Transforming Rehabilitation: A Neuroscience, NeuroMovement® Approach
Anat Baniel and Neil Sharp Plan for NeuroMovement® Training in Morocco
A few years ago while I was watching the news on CNN, there was a piece showing a wounded Iraq war veteran going through rehab. Among his different injuries was a massive injury to one of his legs. This strong, handsome young man was standing between two bars with a kind, loving therapist encouraging him to try and take another step. He garnered his courage, will power, and determination. And, with his face distorting into the expression of intense pain, while holding his breath, he took one more step.
My heart broke. While everyone in this video segment was doing their best, with the best of intentions, by my understanding, what was done was using the ability of the brain to change itself in a powerful way. But rather than being a change in a positive way, it was driving the brain into great limitation and what I would label unnecessary negative change.

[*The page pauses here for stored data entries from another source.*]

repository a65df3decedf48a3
//! Middleware
//!
//! Tower middleware for request processing.

pub mod cors;
pub mod logging;

pub use cors::create_cors_layer;
pub use logging::create_trace_layer;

I’ll explain more a bit later.
Then, I had the great privilege to meet a wonderful man, a medical doctor who was head of all the doctors in a very large hospital and health provider network. I was invited to dinner with him—one of my students was one of the doctors working in the same organization. My student wanted us to have this meeting to discuss brain plasticity and transforming the approach to rehabilitation, based upon my understanding on current research, principles of brain change, and the specific, concrete techniques that Anat Baniel Method® (ABM) NeuroMovement® uses to take advantage of these principles.
We had a lovely time, and he was very interested in what I had to say. Towards the end of the meal, I wanted to give him an example of what I was talking about related to some of the patients his doctors were caring for. I focused on rehabilitation for stroke patients. What I told him is that the reason a stroke patient has the initial limitation of function after a stroke is due to the stroke. However, the reason that so many stroke patients are discharged from rehabilitation after 3 to 5 weeks (because there isn’t any more meaningful change that justifies them staying in rehab), is due to the intervention.
I further explained that when stroke patients stop improving, therapists and doctors assign this ceiling of improvement to the stroke but what it should be assigned to, is the intervention.
The way the intervention is typically done with traditional therapy ends up using the heightened plasticity of the brain post stroke* in such a way that it leads stroke survivors to quickly learn their limitations rather than learn new patterns to help them move beyond those limitations.
(*Recent research shows that immediately after a stroke, for approximately the first 4 weeks, the brain is exceptionally plastic. )
The NeuroMovement approach and techniques used in ABM do exactly the opposite. These techniques can seem counter-intuitive to what is done today, and changing people’s belief systems and what feels safe can be challenging. BUT, it is happening. More and more medical doctors are saying that rehab for stroke patients the way it is currently done is “a joke,” “not very useful,” or at times, “negative.” (Watch Dr. Krakauer’s TEDx Johns Hopkins University video.)
It is very important to understand that this is not about the therapists themselves. They are highly dedicated, highly skilled people who are often times helpful to stroke patients in certain ways. However, these recent discoveries in brain science have uncovered new, more effective options, so it is the standard of intervention that needs to change.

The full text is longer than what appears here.